Full 100 percent ownership of Aramco was reached in 1980, with beneficial financial effect from 1976. In part to reassure the work force that no drastic change was in store, the government did not displace Aramco with its own national oil company immediately -- waiting a full eight years. As symbolic reinforcement that past and present were being merged seamlessly, the government announced that the new entity created in 1988 was to retain the old acronym and be known as "Saudi Aramco." Now the Saudi company was to invite Americans to join its board of directors as the American company had done with Saudi appointments 30 years earlier. The Americans included Harold Haynes and James Kinnear, the retired heads of Chevron and Texaco respectively.

While during the course of the concession there were on occasion sharply divergent positions on the Aramco and Saudi government sides, few left permanent scars, and only once was it necessary to resort to outside arbitration (when Aramco resisted, successfully, the government's interference with the company's prerogative of determining whose tankers would carry oil exports: the Aristotle Onassis dispute).
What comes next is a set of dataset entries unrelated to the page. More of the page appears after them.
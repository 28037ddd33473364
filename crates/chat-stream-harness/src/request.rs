use crate::content::{Role, Turn};
use crate::errors::HarnessError;

/// Protocol version sent with every request unless overridden.
pub const DEFAULT_ANTHROPIC_VERSION: &str = "2023-06-01";
/// Output token budget used unless overridden.
pub const DEFAULT_MAX_TOKENS: u32 = 1024;

/// Request body for one streaming inference call.
#[derive(Clone, Debug, PartialEq, serde::Serialize, serde::Deserialize)]
pub struct ChatRequest {
    pub anthropic_version: String,
    pub max_tokens: u32,
    /// Transcript snapshot, oldest turn first.
    pub messages: Vec<Turn>,
    #[serde(default, skip_serializing_if = "Option::is_none")]
    pub system: Option<String>,
    #[serde(default, skip_serializing_if = "Option::is_none")]
    pub temperature: Option<f32>,
    #[serde(default, skip_serializing_if = "Option::is_none")]
    pub top_p: Option<f32>,
    #[serde(default, skip_serializing_if = "Option::is_none")]
    pub top_k: Option<u32>,
    #[serde(default, skip_serializing_if = "Vec::is_empty")]
    pub stop_sequences: Vec<String>,
}

impl ChatRequest {
    /// Serializes the body as compact JSON.
    pub fn to_json(&self) -> Result<String, HarnessError> {
        serde_json::to_string(self)
            .map_err(|e| HarnessError::Validation(format!("failed to serialize request: {e}")))
    }

    /// Checks the invariants every frame source relies on.
    pub fn validate(&self) -> Result<(), HarnessError> {
        if self.anthropic_version.trim().is_empty() {
            return Err(HarnessError::Validation(
                "anthropic_version must not be empty".into(),
            ));
        }
        if self.max_tokens == 0 {
            return Err(HarnessError::Validation(
                "max_tokens must be greater than 0".into(),
            ));
        }
        match self.messages.last() {
            None => Err(HarnessError::Validation(
                "at least one message is required".into(),
            )),
            Some(turn) if turn.role() != Role::User => Err(HarnessError::Validation(
                "the last message must be a user turn".into(),
            )),
            Some(_) => Ok(()),
        }
    }
}

/// Request settings shared by every turn of a conversation.
#[derive(Clone, Debug, PartialEq)]
pub struct RequestDefaults {
    pub anthropic_version: String,
    pub max_tokens: u32,
    pub system: Option<String>,
    pub temperature: Option<f32>,
    pub top_p: Option<f32>,
    pub top_k: Option<u32>,
    pub stop_sequences: Vec<String>,
}

impl Default for RequestDefaults {
    fn default() -> Self {
        Self {
            anthropic_version: DEFAULT_ANTHROPIC_VERSION.to_string(),
            max_tokens: DEFAULT_MAX_TOKENS,
            system: None,
            temperature: None,
            top_p: None,
            top_k: None,
            stop_sequences: Vec::new(),
        }
    }
}

impl RequestDefaults {
    pub fn anthropic_version(mut self, version: impl Into<String>) -> Self {
        self.anthropic_version = version.into();
        self
    }

    pub fn max_tokens(mut self, max_tokens: u32) -> Self {
        self.max_tokens = max_tokens;
        self
    }

    /// Sets the system prompt. Blank prompts are dropped.
    pub fn system(mut self, system: impl Into<String>) -> Self {
        let system = system.into();
        self.system = Some(system).filter(|s| !s.trim().is_empty());
        self
    }

    pub fn temperature(mut self, temperature: f32) -> Self {
        self.temperature = Some(temperature);
        self
    }

    pub fn top_p(mut self, top_p: f32) -> Self {
        self.top_p = Some(top_p);
        self
    }

    pub fn top_k(mut self, top_k: u32) -> Self {
        self.top_k = Some(top_k);
        self
    }

    pub fn stop_sequence(mut self, sequence: impl Into<String>) -> Self {
        self.stop_sequences.push(sequence.into());
        self
    }

    /// Builds a request body around the given messages.
    pub fn request(&self, messages: Vec<Turn>) -> ChatRequest {
        ChatRequest {
            anthropic_version: self.anthropic_version.clone(),
            max_tokens: self.max_tokens,
            messages,
            system: self.system.clone(),
            temperature: self.temperature,
            top_p: self.top_p,
            top_k: self.top_k,
            stop_sequences: self.stop_sequences.clone(),
        }
    }
}

#[cfg(test)]
mod tests {
    use super::*;

    #[test]
    fn request_body_omits_unset_sampling_fields() {
        let body = RequestDefaults::default().request(vec![Turn::user_text("hello")]);
        let value: serde_json::Value =
            serde_json::from_str(&body.to_json().expect("json")).expect("parse");
        assert_eq!(
            value,
            serde_json::json!({
                "anthropic_version": "2023-06-01",
                "max_tokens": 1024,
                "messages": [{"role": "user", "content": [{"type": "text", "text": "hello"}]}]
            })
        );
    }

    #[test]
    fn request_body_includes_configured_fields() {
        let body = RequestDefaults::default()
            .max_tokens(64)
            .system("be brief")
            .top_k(5)
            .stop_sequence("END")
            .request(vec![Turn::user_text("hi")]);
        let value = serde_json::to_value(&body).expect("json");
        assert_eq!(value["max_tokens"], 64);
        assert_eq!(value["system"], "be brief");
        assert_eq!(value["top_k"], 5);
        assert_eq!(value["stop_sequences"], serde_json::json!(["END"]));
    }

    #[test]
    fn blank_system_prompt_is_dropped() {
        assert_eq!(RequestDefaults::default().system("   ").system, None);
    }

    #[test]
    fn validate_requires_trailing_user_turn() {
        let defaults = RequestDefaults::default();
        assert!(matches!(
            defaults.request(Vec::new()).validate(),
            Err(HarnessError::Validation(msg)) if msg.contains("at least one message")
        ));
        assert!(matches!(
            defaults
                .request(vec![Turn::user_text("q"), Turn::assistant_text("a")])
                .validate(),
            Err(HarnessError::Validation(msg)) if msg.contains("user turn")
        ));
        assert!(defaults.request(vec![Turn::user_text("q")]).validate().is_ok());
    }

    #[test]
    fn validate_rejects_zero_token_budget() {
        let body = RequestDefaults::default()
            .max_tokens(0)
            .request(vec![Turn::user_text("q")]);
        assert!(matches!(body.validate(), Err(HarnessError::Validation(_))));
    }
}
As former Oil Minister Yamani summed up the relationship: "In a closed room we sit down and quarrel, but finally we reach an agreement."6

Character of the Saudi-American Relationship

The fact that Aramco brought on its own redundancy by training and educating Saudis to eventually displace Americans and other nationals was the most important factor in a concession relationship that was generally amiable. Another factor was the nature of the communication between the two parties. Most routine contacts with the government's municipal, provincial and ministry offices were channeled through the company's Government Relations organization. This insured a uniform approach to presenting and resolving problems. Mutual confidence grew out of the Americans making "courtesy calls," when no pressing business issues were tabled, and by the fact that individual American "relations reps" and individual Saudi counterparts would deal with each other over a period of many years, sometimes rising in their respective hierarchies together.
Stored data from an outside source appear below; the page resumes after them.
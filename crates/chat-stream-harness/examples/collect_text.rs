use std::sync::Arc;

use chat_stream_harness::prelude::*;
use chat_stream_harness::vendors::anthropic::AnthropicProvider;

#[tokio::main(flavor = "current_thread")]
async fn main() -> Result<(), HarnessError> {
    let client = ChatClient::builder()
        .frame_source(Arc::new(AnthropicProvider::from_env()?))
        .model("claude-3-haiku-20240307")
        .build()?;
    let mut conversation = Conversation::new(client, RequestDefaults::default().max_tokens(256));

    let first = conversation
        .send_turn(Turn::user_text("Pick a colour. One word."), |_| {})
        .await?;
    let second = conversation
        .send_turn(Turn::user_text("Name a fruit of that colour."), |_| {})
        .await?;

    println!("{}\n{}", first.text, second.text);
    println!("{} turns in transcript", conversation.transcript().len());
    Ok(())
}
In addition, Aramco found itself fulfilling the role of a quasi-governmental body in its areas of operations because Saudi Arabia, at least until the late 1950s, lacked the money, expertise and structure to implement and manage public works. By this time there was a dual tension at work. Aramco knew the immense magnitude of the oil reserves embraced by the concession and wanted to preserve its exclusive access to them. Saudi Arabia recognized that Aramco had the expertise and personnel on the ground to deliver infrastructure and services beyond what had been envisioned by either side in the concession agreement. Both sides played on advantage and need.

Pressured by the government and prodded by its Saudi employees, the company embarked on an expensive program to build -- and pay the operating costs for -- public schools in the Eastern Province in a number that would accommodate on an ongoing basis a pupil population equal to the number of children of the company's Saudi employees.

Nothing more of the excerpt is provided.